I'm going to add one suggestion here aimed at Android users. You can do this which avoids having to get any external libraries. Also, all the search/replace characters solutions suggested in some of the answers above are perilous and should be avoided.

Give this a try:

String urlStr = "http://abc.dev.domain.com/0007AC/ads/800x480 15sec h.264.mp4";
URL url = new URL(urlStr);
URI uri = new URI(url.getProtocol(), url.getUserInfo(), url.getHost(), url.getPort(), url.getPath(), url.getQuery(), url.getRef());
url = uri.toURL();

You can see that in this particular URL, I need to have those spaces encoded so that I can use it for a request.

This takes advantage of a couple features available to you in Android classes. First, the URL class can break a url into its proper components so there is no need for you to do any string search/replace work. Secondly, this approach takes advantage of the URI class feature of properly escaping components when you construct a URI via components rather than from a single string.

The beauty of this approach is that you can take any valid url string and have it work without needing any special knowledge of it yourself.


Please be warned that most of the answers above are INCORRECT.

The URLEncoder class, despite is name, is NOT what needs to be here. It's unfortunate that Sun named this class so annoyingly. URLEncoder is meant for passing data as parameters, not for encoding the URL itself.

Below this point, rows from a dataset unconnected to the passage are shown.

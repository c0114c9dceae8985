use anyhow::{Context, Result, anyhow};
use clap::Parser;
use serde_json::{Value, json};
use tokio::io::{AsyncBufReadExt, BufReader};

#[derive(Parser)]
#[command(name = "terminal_client")]
#[command(about = "Dictate a procedure record against a running dictation service")]
struct Cli {
    /// Base URL of the dictation service
    #[arg(long, env = "DICTATION_SERVER_URL", default_value = "http://localhost:3000")]
    server: String,
}

#[derive(Debug, PartialEq, Eq)]
enum Command {
    Say(String),
    Send,
    Submit,
    Report,
    Mic,
    Status,
    Help,
    Quit,
    Unknown(String),
}

fn parse_command(line: &str) -> Command {
    let line = line.trim();
    match line {
        "/send" => Command::Send,
        "/submit" => Command::Submit,
        "/report" => Command::Report,
        "/mic" => Command::Mic,
        "/status" => Command::Status,
        "/help" => Command::Help,
        "/quit" | "/exit" => Command::Quit,
        other if other.starts_with('/') => Command::Unknown(other.to_string()),
        other => Command::Say(other.to_string()),
    }
}

/// One line of output per session event.
fn render_event(event: &Value) -> Option<String> {
    let data = &event["data"];
    match event["type"].as_str()? {
        "assistant_message" => Some(format!("assistant> {}", data.as_str().unwrap_or_default())),
        "completion_changed" => {
            let sections = data["sections"].as_array()?;
            let lines: Vec<String> = sections
                .iter()
                .map(|s| {
                    format!(
                        "  {}: {:.1}% complete, {} / {} items completed",
                        s["label"].as_str().unwrap_or_default(),
                        s["percent"].as_f64().unwrap_or_default(),
                        s["completed"],
                        s["total"]
                    )
                })
                .collect();
            Some(lines.join("\n"))
        }
        "submit_available" => Some("  [record ready: type /submit to insert it]".to_string()),
        "draft_ready" => Some(format!(
            "draft>\n{}\n  [type /send to dictate it as is, or type an edited version]",
            data.as_str().unwrap_or_default()
        )),
        "listening_changed" => Some(if data.as_bool().unwrap_or(false) {
            "  [microphone on]".to_string()
        } else {
            "  [microphone off]".to_string()
        }),
        "speech_unavailable" => Some("  [speech capture is not available]".to_string()),
        _ => None,
    }
}

struct ServiceClient {
    http: reqwest::Client,
    server: String,
    session_id: Option<String>,
}

impl ServiceClient {
    fn new(server: String) -> Self {
        Self {
            http: reqwest::Client::new(),
            server: server.trim_end_matches('/').to_string(),
            session_id: None,
        }
    }

    fn session_path(&self, suffix: &str) -> Result<String> {
        let id = self
            .session_id
            .as_deref()
            .ok_or_else(|| anyhow!("no session yet, say something first"))?;
        Ok(format!("{}/session/{id}{suffix}", self.server))
    }

    async fn send(&self, request: reqwest::RequestBuilder) -> Result<Value> {
        let response = request.send().await.context("request failed")?;
        let status = response.status();
        let body: Value = response.json().await.unwrap_or(Value::Null);
        if !status.is_success() {
            let message = body["error"].as_str().unwrap_or("request rejected");
            return Err(anyhow!("{status}: {message}"));
        }
        Ok(body)
    }

    async fn chat(&mut self, content: &str) -> Result<Value> {
        let body = json!({ "session_id": self.session_id, "content": content });
        let response = self
            .send(self.http.post(format!("{}/chat", self.server)).json(&body))
            .await?;
        if let Some(id) = response["session_id"].as_str() {
            self.session_id = Some(id.to_string());
        }
        Ok(response)
    }

    async fn post(&self, suffix: &str, body: Option<Value>) -> Result<Value> {
        let mut request = self.http.post(self.session_path(suffix)?);
        if let Some(body) = body {
            request = request.json(&body);
        }
        self.send(request).await
    }

    async fn status(&self) -> Result<Value> {
        self.send(self.http.get(self.session_path("")?)).await
    }
}

/// Latest draft report in a response, if any.
fn draft_in(response: &Value) -> Option<String> {
    response["events"]
        .as_array()?
        .iter()
        .rev()
        .find(|event| event["type"] == "draft_ready")
        .and_then(|event| event["data"].as_str())
        .map(str::to_string)
}

fn print_events(response: &Value) {
    for line in response["events"]
        .as_array()
        .into_iter()
        .flatten()
        .filter_map(render_event)
    {
        println!("{line}");
    }
}

fn print_help() {
    println!("Type to dictate. Commands: /submit /report /send /mic /status /help /quit");
}

#[tokio::main]
async fn main() -> Result<()> {
    dotenvy::dotenv().ok();
    let cli = Cli::parse();
    let mut client = ServiceClient::new(cli.server);

    // An empty first message opens the session and shows the greeting.
    print_events(&client.chat("").await?);
    print_help();

    let mut draft: Option<String> = None;
    let mut lines = BufReader::new(tokio::io::stdin()).lines();
    while let Some(line) = lines.next_line().await? {
        let outcome = match parse_command(&line) {
            Command::Say(text) if text.is_empty() => continue,
            Command::Say(text) => client.chat(&text).await,
            Command::Send => match draft.take() {
                Some(text) => client.chat(&text).await,
                None => {
                    println!("no draft to send, use /report first");
                    continue;
                }
            },
            Command::Submit => client.post("/submit", None).await,
            Command::Report => client.post("/report", None).await,
            Command::Mic => client.post("/speech", Some(json!({"event": "toggle"}))).await,
            Command::Status => match client.status().await {
                Ok(view) => {
                    println!("{}", serde_json::to_string_pretty(&view["record"])?);
                    continue;
                }
                Err(e) => Err(e),
            },
            Command::Help => {
                print_help();
                continue;
            }
            Command::Quit => break,
            Command::Unknown(command) => {
                println!("unknown command {command}");
                print_help();
                continue;
            }
        };

        match outcome {
            Ok(response) => {
                if let Some(text) = draft_in(&response) {
                    draft = Some(text);
                }
                print_events(&response);
            }
            Err(e) => eprintln!("error: {e:#}"),
        }
    }

    Ok(())
}

#[cfg(test)]
mod tests {
    use super::*;

    #[test]
    fn commands_and_dictation_are_told_apart() {
        assert_eq!(parse_command(" /submit "), Command::Submit);
        assert_eq!(parse_command("/exit"), Command::Quit);
        assert_eq!(parse_command("/foo"), Command::Unknown("/foo".to_string()));
        assert_eq!(
            parse_command("Jane Doe, 45"),
            Command::Say("Jane Doe, 45".to_string())
        );
    }

    #[test]
    fn completion_event_renders_one_line_per_section() {
        let event = json!({
            "type": "completion_changed",
            "data": {"sections": [
                {"label": "Patient Info", "completed": 2, "total": 3, "percent": 66.66666666666667},
                {"label": "Coding", "completed": 0, "total": 3, "percent": 0.0}
            ]}
        });

        assert_eq!(
            render_event(&event).unwrap(),
            "  Patient Info: 66.7% complete, 2 / 3 items completed\n  Coding: 0.0% complete, 0 / 3 items completed"
        );
    }

    #[test]
    fn draft_is_picked_from_report_response() {
        let response = json!({"events": [
            {"type": "draft_ready", "data": "45F underwent appendectomy."},
            {"type": "assistant_message", "data": "Sample field report generated."}
        ]});

        assert_eq!(draft_in(&response).as_deref(), Some("45F underwent appendectomy."));
        assert_eq!(draft_in(&json!({"events": []})), None);
        assert_eq!(parse_command("/send"), Command::Send);
    }

    #[test]
    fn unknown_events_are_skipped() {
        assert_eq!(render_event(&json!({"type": "something_else"})), None);
        assert_eq!(
            render_event(&json!({"type": "assistant_message", "data": "hi"})).unwrap(),
            "assistant> hi"
        );
    }
}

In other words, "http://search.barnesandnoble.com/booksearch/first book.pdf" is the URL. Parameters would be, for example, "http://search.barnesandnoble.com/booksearch/first book.pdf?parameter1=this&param2=that". The parameters are what you would use URLEncoder for.

The following two examples highlights the differences between the two.

The following produces the wrong parameters, according to the HTTP standard. Note the ampersand (&) and plus (+) are encoded incorrectly.

uri = new URI("http", null, "www.google.com", 80, 
"/help/me/book name+me/", "MY CRZY QUERY! +&+ :)", null);

// URI: http://www.google.com:80/help/me/book%20name+me/?MY%20CRZY%20QUERY!%20+&+%20:)

The following will produce the correct parameters, with the query properly encoded. Note the spaces, ampersands, and plus marks.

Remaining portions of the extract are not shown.